(Beginning of The records)

//! Permission gate - OS authorization state per capability
//!
//! Reads and prompts through the platform `PermissionProvider`, folding the
//! per-identifier results into one state per capability. Never retries a
//! prompt on its own.

use crate::domain::error::ScanError;
use crate::domain::types::{Capability, PermissionState};
use crate::io::permissions::{combine_states, PermissionProvider, Platform};
use std::sync::Arc;
use tokio::sync::watch;
use tracing::{info, warn};

pub struct PermissionGate {
    provider: Arc<dyn PermissionProvider>,
    platform: Platform,
    camera_tx: watch::Sender<PermissionState>,
    bluetooth_tx: watch::Sender<PermissionState>,
}

impl PermissionGate {
    pub fn new(provider: Arc<dyn PermissionProvider>, platform: Platform) -> Self {
        let (camera_tx, _) = watch::channel(PermissionState::Undetermined);
        let (bluetooth_tx, _) = watch::channel(PermissionState::Undetermined);
        let gate = Self { provider, platform, camera_tx, bluetooth_tx };
        gate.check_status(Capability::Camera);
        gate.check_status(Capability::Bluetooth);
        gate
    }

    /// Current state from the OS cache; never prompts
    pub fn check_status(&self, capability: Capability) -> PermissionState {
        let state = combine_states(
            self.platform
                .permissions_for(capability)
                .into_iter()
                .map(|id| self.provider.check(id)),
        );
        self.publish(capability, state);
        state
    }

    /// Prompt for every identifier not yet granted. Returns immediately when
    /// the capability is already granted or permanently denied.
    pub async fn request_access(&self, capability: Capability) -> PermissionState {
        let current = self.check_status(capability);
        if current.is_resolved() {
            return current;
        }

        for id in self.platform.permissions_for(capability) {
            if self.provider.check(id).is_granted() {
                continue;
            }
            let answer = self.provider.request(id).await;
            info!(
                capability = %capability,
                permission = %id.as_str(),
                state = %answer.as_str(),
                "permission_prompt_resolved"
            );
        }

        let state = self.check_status(capability);
        if !state.is_granted() {
            warn!(capability = %capability, state = %state.as_str(), "permission_not_granted");
        }
        state
    }

    /// Prompt if needed and map anything but a grant to an error
    pub async fn require(&self, capability: Capability) -> Result<(), ScanError> {
        match self.request_access(capability).await {
            PermissionState::Granted => Ok(()),
            PermissionState::DeniedPermanently => {
                Err(ScanError::PermissionDeniedPermanently(capability))
            }
            PermissionState::Denied | PermissionState::Undetermined => {
                Err(ScanError::PermissionDenied(capability))
            }
        }
    }

    pub fn watch(&self, capability: Capability) -> watch::Receiver<PermissionState> {
        self.sender(capability).subscribe()
    }

    pub fn current(&self, capability: Capability) -> PermissionState {
        *self.sender(capability).borrow()
    }

    fn sender(&self, capability: Capability) -> &watch::Sender<PermissionState> {
        match capability {
            Capability::Camera => &self.camera_tx,
            Capability::Bluetooth => &self.bluetooth_tx,
        }
    }

    fn publish(&self, capability: Capability, state: PermissionState) {
        self.sender(capability).send_if_modified(|current| {
            let changed = *current != state;
            *current = state;
            changed
        });
    }
}
impl Inner {
    fn state(&self) -> ConnectionState {
        *self.state_tx.borrow()
    }

    fn set_state(&self, state: ConnectionState) {
        let previous = self.state_tx.send_replace(state);
        if previous != state {
            debug!(from = %previous.as_str(), to = %state.as_str(), "connection_state");
        }
    }

    /// Advance the handshake if the slot still belongs to `epoch`
    fn advance(&self, epoch: u64, state: ConnectionState) -> Result<(), ScanError> {
        let slot = self.slot.lock();
        if slot.epoch != epoch {
            return Err(ScanError::Cancelled);
        }
        self.set_state(state);
        Ok(())
    }

    /// Tear down a handshake that did not reach a running pump
    fn abort_handshake(&self, epoch: u64, peripheral: &PeripheralId, err: &ScanError) {
        {
            let mut slot = self.slot.lock();
            if slot.epoch != epoch {
                return;
            }
            let via = match err {
                ScanError::Cancelled | ScanError::SourceBusy(_) => ConnectionState::Disconnecting,
                _ => ConnectionState::Faulted,
            };
            self.set_state(via);
            slot.release(self.ble.as_ref());
            self.set_state(ConnectionState::Idle);
        }

        match err {
            ScanError::ConnectionFailed { reason, .. }
            | ScanError::SubscriptionFailed { reason, .. } => {
                self.metrics.record_connection_failed();
                warn!(peripheral = %peripheral, error = %err, "ble_connection_failed");
                let _ = self.notice_tx.send(Notice::ConnectionFailed {
                    peripheral: peripheral.clone(),
                    reason: reason.clone(),
                });
            }
            ScanError::AdapterUnavailable(state) => {
                self.metrics.record_connection_failed();
                warn!(peripheral = %peripheral, adapter = %state.as_str(), "ble_connection_failed");
                let _ = self.notice_tx.send(Notice::AdapterUnavailable { state: *state });
            }
            _ => info!(peripheral = %peripheral, reason = %err.kind(), "ble_connection_aborted"),
        }
    }

    /// Fault path for an established link. Raises the notice exactly once
    /// per connection; later callers with the same epoch are no-ops.
    async fn link_lost(&self, epoch: u64, peripheral: &PeripheralId, reason: String) {
        {
            let mut slot = self.slot.lock();
            if slot.epoch != epoch || self.state() != ConnectionState::Active {
                return;
            }
            self.set_state(ConnectionState::Faulted);
            // this runs on the pump itself; dropping the handle detaches it
            slot.pump = None;
            slot.release(self.ble.as_ref());
            self.set_state(ConnectionState::Idle);
        }

        self.metrics.record_link_lost();
        warn!(peripheral = %peripheral, reason = %reason, "ble_link_lost");
        let _ = self
            .notice_tx
            .send(Notice::LinkLost { peripheral: peripheral.clone(), reason });
        let _ = self.arbiter_tx.send(BleInput::Unlinked { peripheral: peripheral.clone() }).await;
    }
}

/// Await `fut` unless the cancel flag is raised first
async fn cancellable<T>(
    cancel_rx: &mut watch::Receiver<bool>,
    fut: impl Future<Output = T>,
) -> Result<T, ScanError> {
    tokio::select! {
        biased;
        _ = cancelled(cancel_rx) => Err(ScanError::Cancelled),
        out = fut => Ok(out),
    }
}

async fn cancelled(cancel_rx: &mut watch::Receiver<bool>) {
    loop {
        if *cancel_rx.borrow_and_update() {
            return;
        }
        if cancel_rx.changed().await.is_err() {
            std::future::pending::<()>().await;
        }
    }
}

fn connect_error(peripheral: &PeripheralId, err: BleError) -> ScanError {
    match err {
        BleError::AdapterNotReady(state) => ScanError::AdapterUnavailable(state),
        other => ScanError::ConnectionFailed {
            peripheral: peripheral.clone(),
            reason: other.to_string(),
        },
    }
}

pub struct ConnectionManager {
    inner: Arc<Inner>,
}

impl ConnectionManager {
    pub fn new(
        config: &Config,
        ble: Arc<dyn BleCentral>,
        radio: Radio,
        arbiter_tx: mpsc::Sender<BleInput>,
        notice_tx: broadcast::Sender<Notice>,
        metrics: Arc<Metrics>,
    ) -> Self {
        let (state_tx, _) = watch::channel(ConnectionState::Idle);
        Self {
            inner: Arc::new(Inner {
                ble,
                radio,
                service_uuid: config.service_uuid(),
                characteristic_uuid: config.characteristic_uuid(),
                encoding: config.payload_encoding(),
                arbiter_tx,
                notice_tx,
                metrics,
                state_tx,
                slot: Mutex::new(Slot::default()),
            }),
        }
    }

    pub fn state(&self) -> ConnectionState {
        self.inner.state()
    }

    pub fn watch(&self) -> watch::Receiver<ConnectionState> {
        self.inner.state_tx.subscribe()
    }

    /// Peripheral of the current (or in-progress) connection
    pub fn peripheral(&self) -> Option<PeripheralId> {
        self.inner.slot.lock().peripheral.clone()
    }

    /// Connect, discover the configured service, subscribe to the scanner
    /// characteristic and hand the link to the arbiter.
    pub async fn connect(&self, peripheral: PeripheralId) -> Result<(), ScanError> {
        let inner = &self.inner;
        let (epoch, mut cancel_rx, claim) = {
            let mut slot = inner.slot.lock();
            let state = inner.state();
            if state == ConnectionState::Active || state.is_transitioning() {
                let current = slot.peripheral.clone().unwrap_or_else(|| peripheral.clone());
                debug!(requested = %peripheral, current = %current, "ble_connect_rejected");
                return Err(ScanError::ConnectionBusy(current));
            }
            let adapter = *inner.ble.adapter_state().borrow();
            if !adapter.is_powered_on() {
                return Err(ScanError::AdapterUnavailable(adapter));
            }
            let claim = inner.radio.try_claim(RadioUse::Connecting)?;

            let (cancel_tx, cancel_rx) = watch::channel(false);
            slot.epoch += 1;
            slot.peripheral = Some(peripheral.clone());
            slot.cancel_tx = Some(cancel_tx);
            inner.set_state(ConnectionState::Connecting);
            (slot.epoch, cancel_rx, claim)
        };
        info!(peripheral = %peripheral, "ble_connecting");

        let result = self.handshake(epoch, &peripheral, &mut cancel_rx).await;
        drop(claim);

        match result {
            Ok(()) => Ok(()),
            Err(err) => {
                inner.abort_handshake(epoch, &peripheral, &err);
                Err(err)
            }
        }
    }

    async fn handshake(
        &self,
        epoch: u64,
        peripheral: &PeripheralId,
        cancel_rx: &mut watch::Receiver<bool>,
    ) -> Result<(), ScanError> {
        let inner = &self.inner;
        let ble = inner.ble.as_ref();

        let link = cancellable(cancel_rx, ble.connect(peripheral))
            .await?
            .map_err(|e| connect_error(peripheral, e))?;
        {
            let mut slot = inner.slot.lock();
            if slot.epoch != epoch {
                ble.disconnect(&link);
                return Err(ScanError::Cancelled);
            }
            slot.link = Some(link.clone());
        }

        inner.advance(epoch, ConnectionState::ServiceDiscovery)?;
        let services = cancellable(cancel_rx, ble.discover_services(&link))
            .await?
            .map_err(|e| connect_error(peripheral, e))?;
        let service = services
            .iter()
            .find(|s| s.uuid == inner.service_uuid)
            .ok_or_else(|| connect_error(peripheral, BleError::ServiceNotFound(inner.service_uuid)))?;
        if !service.has_characteristic(inner.characteristic_uuid) {
            return Err(connect_error(
                peripheral,
                BleError::CharacteristicNotFound(inner.characteristic_uuid),
            ));
        }

        inner.advance(epoch, ConnectionState::Subscribing)?;
        let notifications = cancellable(
            cancel_rx,
            ble.subscribe(&link, inner.service_uuid, inner.characteristic_uuid),
        )
        .await?
        .map_err(|e| ScanError::SubscriptionFailed {
            peripheral: peripheral.clone(),
            reason: e.to_string(),
        })?;
        // observe power from before Active so no change is missed
        let adapter_rx = ble.adapter_state();
        {
            let mut slot = inner.slot.lock();
            if slot.epoch != epoch {
                ble.unsubscribe(&link, notifications.id);
                return Err(ScanError::Cancelled);
            }
            slot.subscription = Some(notifications.id);
            inner.set_state(ConnectionState::Active);
        }

        // The arbiter decides whether Bluetooth may become the active source
        let (reply_tx, reply_rx) = oneshot::channel();
        let linked = BleInput::Linked { peripheral: peripheral.clone(), reply: reply_tx };
        if inner.arbiter_tx.send(linked).await.is_err() {
            return Err(ScanError::ShutDown);
        }
        match cancellable(cancel_rx, reply_rx).await? {
            Ok(Ok(())) => {}
            Ok(Err(err)) => return Err(err),
            Err(_) => return Err(ScanError::ShutDown),
        }

        {
            let mut slot = inner.slot.lock();
            if slot.epoch != epoch || inner.state() != ConnectionState::Active {
                // disconnect() already tore the link down and unlinked it
                return Err(ScanError::Cancelled);
            }
            let pump = tokio::spawn(pump_notifications(
                inner.clone(),
                epoch,
                peripheral.clone(),
                notifications.rx,
                adapter_rx,
            ));
            slot.pump = Some(pump);
            slot.cancel_tx = None;
        }

        inner.metrics.record_connection_established();
        info!(peripheral = %peripheral, "ble_connected");
        Ok(())
    }

    /// Idempotent. While `Active`, tears the link down; mid-handshake,
    /// cancels it and waits for the slot to settle back to `Idle`.
    pub async fn disconnect(&self) -> Result<(), ScanError> {
        let inner = &self.inner;
        let torn_down = {
            let mut slot = inner.slot.lock();
            match inner.state() {
                ConnectionState::Idle | ConnectionState::Faulted => return Ok(()),
                ConnectionState::Active => {
                    let peripheral = slot.peripheral.clone();
                    inner.set_state(ConnectionState::Disconnecting);
                    slot.release(inner.ble.as_ref());
                    inner.set_state(ConnectionState::Idle);
                    peripheral
                }
                ConnectionState::Connecting
                | ConnectionState::ServiceDiscovery
                | ConnectionState::Subscribing
                | ConnectionState::Disconnecting => {
                    if let Some(cancel_tx) = &slot.cancel_tx {
                        cancel_tx.send_replace(true);
                    }
                    None
                }
            }
        };

        match torn_down {
            Some(peripheral) => {
                info!(peripheral = %peripheral, "ble_disconnected");
                let _ = inner
                    .notice_tx
                    .send(Notice::Disconnected { peripheral: peripheral.clone() });
                let _ = inner.arbiter_tx.send(BleInput::Unlinked { peripheral }).await;
            }
            None => {
                let mut state_rx = inner.state_tx.subscribe();
                let _ = state_rx.wait_for(|s| *s == ConnectionState::Idle).await;
            }
        }
        Ok(())
    }
}

async fn pump_notifications(
    inner: Arc<Inner>,
    epoch: u64,
    peripheral: PeripheralId,
    mut rx: mpsc::Receiver<Bytes>,
    mut adapter_rx: watch::Receiver<AdapterState>,
) {
    debug!(peripheral = %peripheral, "ble_pump_started");
    let reason = loop {
        let adapter = *adapter_rx.borrow_and_update();
        if !adapter.is_powered_on() {
            break format!("adapter {}", adapter.as_str());
        }
        tokio::select! {
            raw = rx.recv() => match raw {
                Some(raw) => {
                    trace!(peripheral = %peripheral, raw = %hex::encode(&raw), "ble_notification");
                    match decode_notification(&raw, inner.encoding) {
                        Some(payload) => {
                            let data = BleInput::Data { peripheral: peripheral.clone(), payload };
                            if inner.arbiter_tx.send(data).await.is_err() {
                                return;
                            }
                        }
                        None => {
                            inner.metrics.record_empty_payload();
                            debug!(peripheral = %peripheral, "ble_empty_notification_dropped");
                        }
                    }
                }
                None => break "link closed".to_string(),
            },
            changed = adapter_rx.changed() => {
                if changed.is_err() {
                    break format!("adapter {}", AdapterState::Unknown.as_str());
                }
            }
        }
    };
    inner.link_lost(epoch, &peripheral, reason).await;
}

(End of The records)

Among the lines of the preceding data, which ones hold the word "Receiver"? List them.

▶ _Task output_:
    pub fn watch(&self, capability: Capability) -> watch::Receiver<PermissionState> {
    cancel_rx: &mut watch::Receiver<bool>,
async fn cancelled(cancel_rx: &mut watch::Receiver<bool>) {
    pub fn watch(&self) -> watch::Receiver<ConnectionState> {
        cancel_rx: &mut watch::Receiver<bool>,
    mut rx: mpsc::Receiver<Bytes>,
    mut adapter_rx: watch::Receiver<AdapterState>,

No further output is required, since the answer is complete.